O teste abrange duas categorias consideradas endêmicas no Brasil: a enteropatogênica (EPEC) e a enterotoxigênica (ETEC). Detecta também a E. coli produtora da toxina de Shiga (STEC), que, embora seja rara no país, preocupa os órgãos de saúde por causar formas graves da doença, podendo levar à colite hemorrágica e à falência renal.
“Há outra categoria bastante comum no Brasil que ficou de fora, a enteroagregativa (EAEC). Isso porque ela não produz uma proteína-alvo que permita sua identificação em testes desse tipo”, explicou Piazza.
Piazza coordena há 13 anos projetos de pesquisa apoiados pela FAPESP para melhorar o diagnóstico das infecções por E. coli. Os primeiros trabalhos obtiveram os anticorpos contra as proteínas ou toxinas produzidas por essas três categorias da bactéria. Em seguida, os anticorpos foram testados em outros métodos de diagnóstico para avaliar sua sensibilidade.
“Quando estávamos com todos os anticorpos em mãos, decidimos padronizar esse kit para realização do exame imunocromatográfico. Esse método é mais rápido, mais fácil de ser executado e tem custo acessível, podendo ser usado em qualquer laboratório clínico”, disse Piazza.
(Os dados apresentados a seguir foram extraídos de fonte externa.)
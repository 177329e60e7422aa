//! GitHub CLI (`gh`) adapter.
//!
//! Shells out to `gh` with `--json` output instead of calling the REST API
//! directly, so authentication is whatever `gh auth` already holds.

use std::io::ErrorKind;
use std::process::Command;
use std::sync::LazyLock;

use chrono::{DateTime, Datelike, Duration, Utc};
use regex::Regex;
use serde::Deserialize;
use serde::de::DeserializeOwned;
use tracing::{debug, trace};

use super::{
    IssueTracker, RawIssue, RawPullRequest, TimelineEvent, TimelineEventKind, TrackerError,
    TrackerResult,
};
use crate::model::LabelSpec;

const REPO_LIST_LIMIT: &str = "500";
const ISSUE_FIELDS: &str = "number,title,state,createdAt,updatedAt,closedAt,labels,assignees";
const PR_FIELDS: &str =
    "number,title,state,isDraft,createdAt,updatedAt,mergedAt,closedAt,author,additions,deletions,changedFiles";

static CLOSING_REF: LazyLock<Option<Regex>> = LazyLock::new(|| {
    Regex::new(r"(?i)\b(?:close[sd]?|fix(?:e[sd])?|resolve[sd]?)\s+#(\d+)").ok()
});

/// [`IssueTracker`] backed by the `gh` binary.
#[derive(Debug, Clone)]
pub struct GhCli {
    program: String,
}

impl Default for GhCli {
    fn default() -> Self {
        Self::new()
    }
}

impl GhCli {
    #[must_use]
    pub fn new() -> Self {
        Self::with_program("gh")
    }

    /// Use a different executable (a wrapper script, a pinned path).
    #[must_use]
    pub fn with_program(program: impl Into<String>) -> Self {
        Self {
            program: program.into(),
        }
    }

    /// Check whether `gh auth status` succeeds.
    ///
    /// # Errors
    ///
    /// Returns an error if `gh` cannot be spawned.
    pub fn check_auth(&self) -> TrackerResult<bool> {
        let output = Command::new(&self.program)
            .args(["auth", "status"])
            .output()
            .map_err(spawn_error)?;
        Ok(output.status.success())
    }

    fn run(&self, args: &[&str]) -> TrackerResult<Vec<u8>> {
        let command = format!(
            "{} {}",
            self.program,
            args.iter().take(2).copied().collect::<Vec<_>>().join(" ")
        );
        debug!(command = %command, "Running tracker command");
        trace!(?args, "Full argument list");

        let output = Command::new(&self.program)
            .args(args)
            .output()
            .map_err(spawn_error)?;

        if !output.status.success() {
            let stderr = String::from_utf8_lossy(&output.stderr).trim().to_string();
            return Err(classify_failure(command, stderr));
        }

        Ok(output.stdout)
    }

    fn run_json<T: DeserializeOwned>(&self, args: &[&str]) -> TrackerResult<T> {
        let stdout = self.run(args)?;
        serde_json::from_slice(&stdout).map_err(parse_error)
    }
}

fn spawn_error(err: std::io::Error) -> TrackerError {
    if err.kind() == ErrorKind::NotFound {
        TrackerError::NotInstalled
    } else {
        TrackerError::Io(err)
    }
}

fn parse_error(err: serde_json::Error) -> TrackerError {
    TrackerError::Parse {
        message: err.to_string(),
    }
}

/// Map a failed `gh` invocation to a typed error using its stderr text.
fn classify_failure(command: String, stderr: String) -> TrackerError {
    let lower = stderr.to_lowercase();
    if lower.contains("rate limit") || lower.contains("secondary rate") {
        TrackerError::RateLimited { message: stderr }
    } else if lower.contains("gh auth login")
        || lower.contains("not logged")
        || lower.contains("authentication required")
    {
        TrackerError::NotAuthenticated
    } else {
        TrackerError::CommandFailed { command, stderr }
    }
}

/// `gh` reports missing timestamps as `null` or as the zero time.
fn real_time(value: Option<DateTime<Utc>>) -> Option<DateTime<Utc>> {
    value.filter(|dt| dt.year() > 1)
}

/// Issue numbers referenced by "closes #N" style keywords in a PR body.
#[must_use]
pub fn parse_closing_references(body: &str) -> Vec<i64> {
    let Some(re) = CLOSING_REF.as_ref() else {
        return Vec::new();
    };
    let mut numbers: Vec<i64> = re
        .captures_iter(body)
        .filter_map(|caps| caps.get(1)?.as_str().parse().ok())
        .filter(|n| *n > 0)
        .collect();
    numbers.sort_unstable();
    numbers.dedup();
    numbers
}

#[derive(Deserialize)]
struct GhName {
    name: String,
}

#[derive(Deserialize)]
struct GhLogin {
    login: String,
}

#[derive(Deserialize)]
struct GhLabel {
    name: String,
    #[serde(default)]
    color: String,
    #[serde(default)]
    description: Option<String>,
}

#[derive(Deserialize)]
#[serde(rename_all = "camelCase")]
struct GhIssue {
    number: i64,
    title: String,
    state: String,
    created_at: DateTime<Utc>,
    updated_at: DateTime<Utc>,
    #[serde(default)]
    closed_at: Option<DateTime<Utc>>,
    #[serde(default)]
    labels: Vec<GhName>,
    #[serde(default)]
    assignees: Vec<GhLogin>,
}

impl From<GhIssue> for RawIssue {
    fn from(issue: GhIssue) -> Self {
        Self {
            number: issue.number,
            title: issue.title,
            state: issue.state,
            created_at: issue.created_at,
            updated_at: issue.updated_at,
            closed_at: real_time(issue.closed_at),
            labels: issue.labels.into_iter().map(|l| l.name).collect(),
            assignee: issue.assignees.into_iter().next().map(|a| a.login),
        }
    }
}

#[derive(Deserialize)]
#[serde(rename_all = "camelCase")]
struct GhPullRequest {
    number: i64,
    title: String,
    state: String,
    #[serde(default)]
    is_draft: bool,
    created_at: DateTime<Utc>,
    updated_at: DateTime<Utc>,
    #[serde(default)]
    merged_at: Option<DateTime<Utc>>,
    #[serde(default)]
    closed_at: Option<DateTime<Utc>>,
    #[serde(default)]
    author: Option<GhLogin>,
    #[serde(default)]
    additions: i64,
    #[serde(default)]
    deletions: i64,
    #[serde(default)]
    changed_files: i64,
}

impl From<GhPullRequest> for RawPullRequest {
    fn from(pr: GhPullRequest) -> Self {
        Self {
            number: pr.number,
            title: pr.title,
            state: pr.state,
            is_draft: pr.is_draft,
            created_at: pr.created_at,
            updated_at: pr.updated_at,
            merged_at: real_time(pr.merged_at),
            closed_at: real_time(pr.closed_at),
            author: pr.author.map(|a| a.login),
            additions: pr.additions,
            deletions: pr.deletions,
            changed_files: pr.changed_files,
        }
    }
}

#[derive(Deserialize)]
struct GhTimelineEntry {
    #[serde(default)]
    event: Option<String>,
    #[serde(default)]
    created_at: Option<DateTime<Utc>>,
    #[serde(default)]
    label: Option<GhName>,
}

/// Parse `gh api --paginate` output, which concatenates one array per page.
fn parse_timeline_pages(bytes: &[u8]) -> TrackerResult<Vec<TimelineEvent>> {
    let mut events = Vec::new();
    for page in serde_json::Deserializer::from_slice(bytes).into_iter::<Vec<GhTimelineEntry>>() {
        for entry in page.map_err(parse_error)? {
            let kind = match entry.event.as_deref() {
                Some("labeled") => TimelineEventKind::Labeled,
                Some("unlabeled") => TimelineEventKind::Unlabeled,
                _ => continue,
            };
            let (Some(label), Some(at)) = (entry.label, entry.created_at) else {
                continue;
            };
            events.push(TimelineEvent {
                kind,
                label: label.name,
                at,
            });
        }
    }
    Ok(events)
}

#[derive(Deserialize)]
struct GraphQlLinked {
    data: GraphQlData,
}

#[derive(Deserialize)]
struct GraphQlData {
    repository: GraphQlRepository,
}

#[derive(Deserialize)]
#[serde(rename_all = "camelCase")]
struct GraphQlRepository {
    pull_request: GraphQlPullRequest,
}

#[derive(Deserialize)]
#[serde(rename_all = "camelCase")]
struct GraphQlPullRequest {
    closing_issues_references: GraphQlNodes,
}

#[derive(Deserialize)]
struct GraphQlNodes {
    nodes: Vec<GraphQlNumber>,
}

#[derive(Deserialize)]
struct GraphQlNumber {
    number: i64,
}

#[derive(Deserialize)]
struct GhBody {
    #[serde(default)]
    body: String,
}

impl IssueTracker for GhCli {
    fn list_repositories(&self, org: &str) -> TrackerResult<Vec<String>> {
        let repos: Vec<GhName> = self.run_json(&[
            "repo", "list", org, "--limit", REPO_LIST_LIMIT, "--json", "name",
        ])?;
        Ok(repos.into_iter().map(|r| r.name).collect())
    }

    fn list_labels(&self, org: &str, repo: &str) -> TrackerResult<Vec<LabelSpec>> {
        let full = format!("{org}/{repo}");
        let labels: Vec<GhLabel> = self.run_json(&[
            "label",
            "list",
            "--repo",
            &full,
            "--limit",
            REPO_LIST_LIMIT,
            "--json",
            "name,color,description",
        ])?;
        Ok(labels
            .into_iter()
            .map(|l| LabelSpec {
                name: l.name,
                color: l.color,
                description: l.description.unwrap_or_default(),
            })
            .collect())
    }

    fn create_label(&self, org: &str, repo: &str, label: &LabelSpec) -> TrackerResult<()> {
        let full = format!("{org}/{repo}");
        let mut args = vec![
            "label",
            "create",
            label.name.as_str(),
            "--repo",
            full.as_str(),
            "--color",
            label.color.as_str(),
        ];
        if !label.description.is_empty() {
            args.extend(["--description", label.description.as_str()]);
        }
        self.run(&args).map(|_| ())
    }

    fn update_label(&self, org: &str, repo: &str, label: &LabelSpec) -> TrackerResult<()> {
        let full = format!("{org}/{repo}");
        let mut args = vec![
            "label",
            "edit",
            label.name.as_str(),
            "--repo",
            full.as_str(),
            "--color",
            label.color.as_str(),
        ];
        if !label.description.is_empty() {
            args.extend(["--description", label.description.as_str()]);
        }
        self.run(&args).map(|_| ())
    }

    fn list_issues(&self, org: &str, repo: &str, limit: usize) -> TrackerResult<Vec<RawIssue>> {
        let full = format!("{org}/{repo}");
        let limit = limit.to_string();
        let issues: Vec<GhIssue> = self.run_json(&[
            "issue", "list", "--repo", &full, "--state", "all", "--json", ISSUE_FIELDS,
            "--limit", &limit,
        ])?;
        Ok(issues.into_iter().map(RawIssue::from).collect())
    }

    fn list_closed_issues(
        &self,
        org: &str,
        repo: &str,
        days: u32,
    ) -> TrackerResult<Vec<RawIssue>> {
        let full = format!("{org}/{repo}");
        let since = (Utc::now() - Duration::days(i64::from(days))).format("%Y-%m-%d");
        let search = format!("closed:>={since}");
        let issues: Vec<GhIssue> = self.run_json(&[
            "issue", "list", "--repo", &full, "--state", "closed", "--json", ISSUE_FIELDS,
            "--limit", REPO_LIST_LIMIT, "--search", &search,
        ])?;
        Ok(issues.into_iter().map(RawIssue::from).collect())
    }

    fn list_pull_requests(
        &self,
        org: &str,
        repo: &str,
        limit: usize,
    ) -> TrackerResult<Vec<RawPullRequest>> {
        let full = format!("{org}/{repo}");
        let limit = limit.to_string();
        let prs: Vec<GhPullRequest> = self.run_json(&[
            "pr", "list", "--repo", &full, "--state", "all", "--json", PR_FIELDS, "--limit",
            &limit,
        ])?;
        Ok(prs.into_iter().map(RawPullRequest::from).collect())
    }

    fn linked_issues(&self, org: &str, repo: &str, pr_number: i64) -> TrackerResult<Vec<i64>> {
        let query = format!(
            "query {{ repository(owner: \"{org}\", name: \"{repo}\") {{ pullRequest(number: {pr_number}) {{ closingIssuesReferences(first: 10) {{ nodes {{ number }} }} }} }} }}"
        );
        let query_arg = format!("query={query}");
        match self.run_json::<GraphQlLinked>(&["api", "graphql", "-f", &query_arg]) {
            Ok(linked) => Ok(linked
                .data
                .repository
                .pull_request
                .closing_issues_references
                .nodes
                .into_iter()
                .map(|n| n.number)
                .collect()),
            Err(err @ (TrackerError::RateLimited { .. } | TrackerError::NotAuthenticated)) => {
                Err(err)
            }
            Err(err) => {
                debug!(pr = pr_number, error = %err, "GraphQL lookup failed, parsing PR body");
                let full = format!("{org}/{repo}");
                let number = pr_number.to_string();
                let pr: GhBody =
                    self.run_json(&["pr", "view", &number, "--repo", &full, "--json", "body"])?;
                Ok(parse_closing_references(&pr.body))
            }
        }
    }

    fn timeline(
        &self,
        org: &str,
        repo: &str,
        issue_number: i64,
    ) -> TrackerResult<Vec<TimelineEvent>> {
        let path = format!("repos/{org}/{repo}/issues/{issue_number}/timeline");
        let stdout = self.run(&["api", &path, "--paginate"])?;
        parse_timeline_pages(&stdout)
    }
}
O trabalho resultou no doutorado de Letícia Barboza Rocha, realizado com Bolsa da FAPESP.
Como funciona
O kit é composto por uma fita de 6 centímetros de comprimento por 0,5 centímetro de largura. Nessa fita, três tipos de papel foram sobrepostos em uma base plástica.
“No início tem uma fibra de celulose de alta absorção, responsável por puxar a amostra e levá-la até a região da fita onde estão os reagentes. Em seguida vem a fibra de vidro, onde estão fixadas pequenas partículas de ouro chamadas de ouro coloidal. Nessas partículas esféricas, de apenas 20 nanômetros de diâmetro, estão aderidos os anticorpos”, explicou Rocha.
Os antígenos da bactéria, quando presentes, são absorvidos pela fibra de celulose, ligam-se aos anticorpos aderidos ao ouro coloidal e continuam pela fita até chegar a uma membrana de nitrocelulose, na qual sai o resultado do teste.
“Há várias linhas nessa membrana e o que determina qual é a categoria de E. coli presente na amostra é a região em que as linhas aparecem na fita. A reação é considerada positiva quando as duas linhas, teste e controle, apresentam-se coloridas”, disse Rocha.
A função do ouro é tornar as linhas visíveis. Para garantir a sensibilidade do método, porém, a fita não deve ser colocada diretamente nas fezes. Alguns tipos de E. coli produzem quantidades muito pequenas de toxinas, que passariam despercebidas no exame.
“É preciso colocar a amostra de fezes em um caldo de cultivo e deixar as bactérias se multiplicando de um dia para outro. A fita deve então ser colocada nesse caldo”, disse Rocha.
A ideia é que o kit seja usado em hospitais e laboratórios clínicos para acelerar a detecção da bactéria, o que ajudaria profissionais de saúde a tomar medidas de prevenção, de modo a evitar que surtos se alastrem, e a adotar condutas terapêuticas adequadas.
Segundo Piazza, o usual na rotina clínica é o médico não pedir exames e fazer o diagnóstico com base apenas na análise dos sintomas. “Só quando o quadro é mais persistente ou quando se suspeita da bactéria produtora da toxina de Shiga é que se manda uma amostra para um laboratório de referência analisar. Os demais laboratórios usam métodos antigos e pouco precisos”, disse.
Embora a montagem do kit já tenha sido concluída, o método ainda precisa ser validado. Piazza estima que o processo leve cerca de dois anos. “Antes de colocá-lo no mercado precisamos patentear e analisar questões comerciais, como a estabilidade de armazenamento”, explicou.
Enquanto isso não ocorre, Piazza coordena um novo projeto de pesquisa, também financiado pela FAPESP, com o objetivo de viabilizar a produção dos anticorpos em larga escala.